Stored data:
================================

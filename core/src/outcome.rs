//! The result-or-error pair every `MovieApi` call returns.

use crate::error::ApiError;

/// Outcome of one API call: exactly one of `data` and `error` is set.
///
/// Callers that do not care about failures can read `data` and move on;
/// `into_result` recovers a `Result` for `?`-style handling.
#[derive(Debug)]
pub struct ApiOutcome<T> {
    pub data: Option<T>,
    pub error: Option<ApiError>,
}

impl<T> ApiOutcome<T> {
    pub fn ok(data: T) -> Self {
        Self {
            data: Some(data),
            error: None,
        }
    }

    pub fn err(error: ApiError) -> Self {
        Self {
            data: None,
            error: Some(error),
        }
    }

    pub fn is_ok(&self) -> bool {
        self.error.is_none()
    }

    pub fn into_result(self) -> Result<T, ApiError> {
        match (self.data, self.error) {
            (_, Some(error)) => Err(error),
            (Some(data), None) => Ok(data),
            // Unreachable through the constructors; fields are public though.
            (None, None) => Err(ApiError::Deserialization("empty outcome".to_string())),
        }
    }
}

impl<T> From<Result<T, ApiError>> for ApiOutcome<T> {
    fn from(result: Result<T, ApiError>) -> Self {
        match result {
            Ok(data) => Self::ok(data),
            Err(error) => Self::err(error),
        }
    }
}

impl<T> From<ApiOutcome<T>> for Result<T, ApiError> {
    fn from(outcome: ApiOutcome<T>) -> Self {
        outcome.into_result()
    }
}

================================

**Required action**: Gather each line in the entries above where the string "Some" is found.

**Answer section**:
            data: Some(data),
            error: Some(error),
            (_, Some(error)) => Err(error),
            (Some(data), None) => Ok(data),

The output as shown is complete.